Second, if there is a double bond within the molecule, this will take priority in naming over the triple bond. For a chain that is eight carbons long with a double bond between the second and third carbons and a triple bond between the fifth and sixth carbons would be: (cis/trans)-2-octen-5-yne.
Two things to note from this are:
- The placement of first (or higher priority bond) can be moved in naming. An example is 2-heptene and hept-2-ene are both the same compound.
- When there are both double and triple bonds in the compound, the last e on the –ene for the double bond ending is dropped.

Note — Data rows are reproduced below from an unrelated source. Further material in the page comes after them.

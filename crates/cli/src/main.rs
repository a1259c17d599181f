//! Lamina CLI - inspect and scaffold layered configuration.
//!
//! Responsibilities:
//! - Resolve keys from the command line the same way an application would.
//! - Print environment diagnostics and list available environments.
//! - Scaffold the conventional project layout for a new environment.
//!
//! Does NOT handle:
//! - Resolution or loading logic (see the `lamina-config` crate).
//!
//! Invariants:
//! - Logging is initialized here, once, from `RUST_LOG`; the library crates
//!   only emit events.

mod samples;

use std::path::PathBuf;

use anyhow::Context;
use clap::{Parser, Subcommand};
use tracing_subscriber::{EnvFilter, fmt, prelude::*};

use lamina_config::{ConfigValue, Resolver};

#[derive(Parser)]
#[command(name = "lamina", version, about = "Layered configuration resolver")]
struct Cli {
    /// Project root; defaults to SITE_ROOT or marker-based discovery.
    #[arg(long, global = true)]
    root: Option<PathBuf>,

    /// Environment name (dev, prod, staging, ...).
    #[arg(long, env = "ENV", global = true)]
    env: Option<String>,

    #[command(subcommand)]
    command: Command,
}

#[derive(Subcommand)]
enum Command {
    /// Resolve one key and print its value.
    Get {
        key: String,

        /// Look the key up in an INI section instead of the main chain.
        #[arg(long)]
        section: Option<String>,

        /// Value to print when nothing resolves.
        #[arg(long)]
        fallback: Option<String>,

        /// Read from a specific environment without switching to it.
        #[arg(long, value_name = "ENV")]
        from_env: Option<String>,
    },

    /// Print environment diagnostics as JSON.
    Info,

    /// List the available environments.
    Envs,

    /// Scaffold env/<NAME>/.env and etc/config.ini for a new environment.
    Init {
        name: String,

        /// Append a secret-store credential block to the scaffolded .env.
        #[arg(long)]
        vault: bool,
    },
}

fn main() -> anyhow::Result<()> {
    tracing_subscriber::registry()
        .with(EnvFilter::from_default_env())
        .with(fmt::layer())
        .init();

    let Cli { root, env, command } = Cli::parse();
    let root = root.unwrap_or_else(lamina_config::project_root);
    tracing::debug!(root = %root.display(), "using project root");

    match command {
        Command::Init { name, vault } => {
            let created = samples::scaffold(&root, &name, vault)?;
            for path in created {
                println!("created {}", path.display());
            }
            Ok(())
        }
        Command::Envs => {
            let resolver = build_resolver(root, env)?;
            for name in resolver.list_available_envs() {
                println!("{name}");
            }
            Ok(())
        }
        Command::Info => {
            let resolver = build_resolver(root, env)?;
            let info = resolver.env_info();
            println!("{}", serde_json::to_string_pretty(&info)?);
            Ok(())
        }
        Command::Get {
            key,
            section,
            fallback,
            from_env,
        } => {
            let resolver = build_resolver(root, env)?;
            let value = match (&section, &from_env) {
                (Some(section), _) => resolver.get_from(Some(section.as_str()), &key),
                (None, Some(peek)) => resolver.get_with_env(&key, Some(peek.as_str())),
                (None, None) => resolver.get(&key),
            };
            match value.or(fallback.map(ConfigValue::from)) {
                Some(value) => {
                    println!("{value}");
                    Ok(())
                }
                None => anyhow::bail!("no value for key {key:?}"),
            }
        }
    }
}

fn build_resolver(root: PathBuf, env: Option<String>) -> anyhow::Result<Resolver> {
    let mut builder = Resolver::builder().with_root(root);
    if let Some(env) = env {
        builder = builder.with_env(env);
    }
    builder.build().context("failed to load configuration")
}
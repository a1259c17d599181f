//! Project scaffolding for `lamina init`.
//!
//! Responsibilities:
//! - Create the conventional layout for a new environment: `env/<name>/.env`
//!   and `etc/config.ini`, seeded with commented sample content.
//!
//! Invariants:
//! - Existing files are never overwritten; only missing pieces are created.

use std::path::{Path, PathBuf};

use anyhow::Context;

const SAMPLE_ENV: &str = "\
# Application environment
ENV=dev
APP_NAME=lamina-app
DEBUG=false

# Optional remote backends
USE_REDIS=false
USE_MEMCACHED=false
";

const VAULT_ENV_BLOCK: &str = "\

# -- Secret store --
VAULT_ENABLED=true
VAULT_URL=https://vault.example.com:8200
VAULT_TOKEN=
VAULT_MOUNT_POINT=lamina
VAULT_VERSION=2
";

const SAMPLE_INI: &str = "\
[database]
host = localhost
port = 5432

[logging]
level = info
";

/// Create the project structure for a new environment, returning the paths
/// that were actually created.
pub fn scaffold(root: &Path, env_name: &str, vault: bool) -> anyhow::Result<Vec<PathBuf>> {
    let mut created = Vec::new();

    let env_dir = root.join("env").join(env_name);
    std::fs::create_dir_all(&env_dir)
        .with_context(|| format!("failed to create {}", env_dir.display()))?;

    let env_file = env_dir.join(".env");
    if !env_file.exists() {
        let mut content = SAMPLE_ENV.replace("ENV=dev", &format!("ENV={env_name}"));
        if vault {
            content.push_str(VAULT_ENV_BLOCK);
        }
        std::fs::write(&env_file, content)
            .with_context(|| format!("failed to write {}", env_file.display()))?;
        created.push(env_file);
    }

    let etc_dir = root.join("etc");
    std::fs::create_dir_all(&etc_dir)
        .with_context(|| format!("failed to create {}", etc_dir.display()))?;

    let ini_file = etc_dir.join("config.ini");
    if !ini_file.exists() {
        std::fs::write(&ini_file, SAMPLE_INI)
            .with_context(|| format!("failed to write {}", ini_file.display()))?;
        created.push(ini_file);
    }

    Ok(created)
}
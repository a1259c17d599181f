//! Runtime environment switching and the environment cache.
//!
//! Responsibilities:
//! - Switch the resolver between named environments at runtime, serving
//!   cached environments without I/O.
//! - Peek into other environments (`get_with_env`) without switching.
//! - Report environment diagnostics (`env_info`).
//!
//! Invariants:
//! - Switching to the current environment is an idempotent no-op.
//! - A failed switch restores the previous environment pointer and leaves
//!   the active mapping intact before the wrapped error propagates.
//! - `clear_env_cache` is the only cache deletion path.

use std::collections::BTreeSet;
use std::path::PathBuf;

use serde::Serialize;
use tracing::{debug, error, info};

use super::{Mapping, Resolver, to_mapping};
use crate::constants::ENV_DIR;
use crate::error::ConfigError;
use crate::loader::{EnvLoader, VaultStatus};
use crate::value::ConfigValue;

/// Diagnostic snapshot of the resolver's environment state.
#[derive(Debug, Clone, Serialize)]
pub struct EnvInfo {
    pub current_env: String,
    pub loader_kind: Option<String>,
    pub available_envs: Vec<String>,
    pub cached_envs: Vec<String>,
    pub root: PathBuf,
    pub total_variables: usize,
    /// Names of the external readers enabled at configure time.
    pub backends: Vec<String>,
    pub vault_status: Option<VaultStatus>,
    pub loaded_files: Vec<PathBuf>,
    pub file_count: usize,
}

impl Resolver {
    /// Switch to another environment.
    ///
    /// Switching to the current environment succeeds immediately. A cached
    /// target (unless `reload` is requested) is swapped in without I/O.
    /// Otherwise the full load runs for the target; on failure the previous
    /// environment pointer is restored and a wrapped error propagates.
    pub fn set_env(&mut self, new_env: &str, reload: bool) -> Result<(), ConfigError> {
        if new_env == self.current_env {
            debug!(env = new_env, "already in environment");
            return Ok(());
        }
        let old_env = self.current_env.clone();

        let cached = if reload {
            None
        } else {
            self.env_cache.borrow().get(new_env).cloned()
        };
        if let Some(mapping) = cached {
            let old_mapping = std::mem::replace(&mut self.mapping, mapping);
            self.env_cache.get_mut().insert(old_env, old_mapping);
            self.current_env = new_env.to_string();
            info!(env = new_env, "switched to cached environment");
            return Ok(());
        }

        match self.reload_mapping_for(new_env) {
            Ok(mapping) => {
                let old_mapping = std::mem::replace(&mut self.mapping, mapping);
                {
                    let cache = self.env_cache.get_mut();
                    cache.insert(old_env.clone(), old_mapping);
                    cache.insert(new_env.to_string(), self.mapping.clone());
                }
                self.current_env = new_env.to_string();
                info!(from = %old_env, to = %new_env, "environment switched");
                Ok(())
            }
            Err(err) => {
                error!(env = new_env, error = %err, "environment switch failed");
                Err(ConfigError::EnvSwitch {
                    env: new_env.to_string(),
                    source: Box::new(err),
                })
            }
        }
    }

    /// Reload the current environment from its sources, refreshing the
    /// cache entry.
    pub fn reload_current_env(&mut self) -> Result<(), ConfigError> {
        let env = self.current_env.clone();
        let mapping = self.reload_mapping_for(&env)?;
        self.mapping = mapping;
        self.env_cache
            .get_mut()
            .insert(env, self.mapping.clone());
        Ok(())
    }

    /// The currently active environment name.
    pub fn current_env(&self) -> &str {
        &self.current_env
    }

    /// Environments available on disk (`env/*` directories) plus any cached
    /// ones, sorted.
    pub fn list_available_envs(&self) -> Vec<String> {
        let mut envs = BTreeSet::new();
        if let Ok(entries) = std::fs::read_dir(self.root.join(ENV_DIR)) {
            for entry in entries.flatten() {
                if entry.path().is_dir()
                    && let Ok(name) = entry.file_name().into_string()
                {
                    envs.insert(name);
                }
            }
        }
        envs.extend(self.env_cache.borrow().keys().cloned());
        envs.into_iter().collect()
    }

    /// Diagnostic snapshot: current environment, loader kind, availability,
    /// variable counts, remote-store status, loaded files.
    pub fn env_info(&self) -> EnvInfo {
        let cached_envs = {
            let mut keys: Vec<String> = self.env_cache.borrow().keys().cloned().collect();
            keys.sort();
            keys
        };
        let loaded_files = self
            .loader
            .as_ref()
            .map(|loader| loader.loaded_files().to_vec())
            .unwrap_or_default();
        let mut backends = Vec::new();
        if self.use_redis {
            backends.push("cache".to_string());
        }
        if self.use_memcached {
            backends.push("object-cache".to_string());
        }
        if self.use_vault {
            backends.push("secret".to_string());
        }
        EnvInfo {
            current_env: self.current_env.clone(),
            loader_kind: self
                .loader
                .as_ref()
                .map(|loader| loader.kind().name().to_string()),
            available_envs: self.list_available_envs(),
            cached_envs,
            root: self.root.clone(),
            total_variables: self.mapping.len(),
            backends,
            vault_status: self.loader.as_ref().and_then(|loader| loader.vault_status()),
            file_count: loaded_files.len(),
            loaded_files,
        }
    }

    /// Read a key from a specific environment without switching to it.
    ///
    /// Serves from the environment cache when possible; otherwise loads the
    /// environment once (caching the result). The current environment is
    /// resolved through the normal chain.
    pub fn get_with_env(&self, key: &str, env: Option<&str>) -> Option<ConfigValue> {
        let Some(env) = env.filter(|e| *e != self.current_env) else {
            return self.get(key);
        };

        let cached = {
            let cache = self.env_cache.borrow();
            cache.get(env).map(|mapping| mapping.get(key).cloned())
        };
        if let Some(value) = cached {
            return value;
        }

        let env_dir = self.root.join(ENV_DIR).join(env);
        if !env_dir.is_dir() {
            return None;
        }
        let loader = EnvLoader::build(
            self.loader_kind,
            env_dir,
            env,
            false,
            false,
            self.auto_discovery,
            None,
        );
        let mut loader = match loader {
            Ok(loader) => loader,
            Err(err) => {
                debug!(env, error = %err, "failed to build loader for environment peek");
                return None;
            }
        };
        match loader.load() {
            Ok(data) => {
                let mapping = to_mapping(data);
                let value = mapping.get(key).cloned();
                self.env_cache.borrow_mut().insert(env.to_string(), mapping);
                value
            }
            Err(err) => {
                debug!(env, error = %err, "failed to load environment for peek");
                None
            }
        }
    }

    /// Drop one cached environment, or every cached environment when `env`
    /// is `None`.
    pub fn clear_env_cache(&mut self, env: Option<&str>) {
        match env {
            Some(env) => {
                self.env_cache.get_mut().remove(env);
                debug!(env, "cleared environment cache entry");
            }
            None => {
                self.env_cache.get_mut().clear();
                debug!("cleared environment cache");
            }
        }
    }

    /// Load (or reload) the mapping for an environment through the loader,
    /// building one first when configuration was deferred.
    fn reload_mapping_for(&mut self, env: &str) -> Result<Mapping, ConfigError> {
        if let Some(loader) = self.loader.as_mut() {
            let data = loader.switch_environment(env)?;
            return Ok(to_mapping(data));
        }
        let env_dir = self.root.join(ENV_DIR).join(env);
        let mut loader = EnvLoader::build(
            self.loader_kind,
            env_dir,
            env,
            self.override_env,
            self.create_missing,
            self.auto_discovery,
            self.patterns.clone(),
        )?;
        let data = loader.load()?;
        self.loader = Some(loader);
        Ok(to_mapping(data))
    }
}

Another important piece of information is that triple bonds do not have any type of cis/trans characteristic to them like double bonds do. This is because there is only one thing attached to either side of the triple bond.
In order to create a carbon to carbon triple bond on a molecule, there are some synthesis that can be conducted. The most effective way is to use remove two adjacent halides with two equivalents (Eq) of a strong base. The halides may be vicinal or geminal. Two recommended strong bases are sodium amide (NaNH2) and Lithium diisopropylamide (LDA).
In regards to what can be done with alkynes is much broader. Important reactions that can be conducted are:
- Forming an organic halide: HX(g) or X2(g) with energy can be applied to an alkyne in one equivalent to form an alkene with halide(s) attached across the bond in the trans configuration. This can be done once more to add another set of halide(s) across the bond. If HX(g) was used both times, then the vicinal halide will be formed.
- Forming a ketone: To add the double bonded oxygen to the most substituted carbon in the bond sulfuric acid (H2SO4), mercury II sulfate (HgSO4), and water is used in the synthesis. To add the doubled bonded oxygen to the least substituted carbon, first BH3 is add followed by H2O2.
- Forming an alkene (Dissolving Metal Reaction/Birch Reduction): an alkali metal (lithium, sodium, or potassium) and liquid ammonia (NH3 (L)) is used to reduce the triple bond to a double bond. A majority of the product will be in the trans configuration.
There are many more reactions that can occur to an alkyne group to form other functional groups. More reactions involving alkynes will be covered in different topics.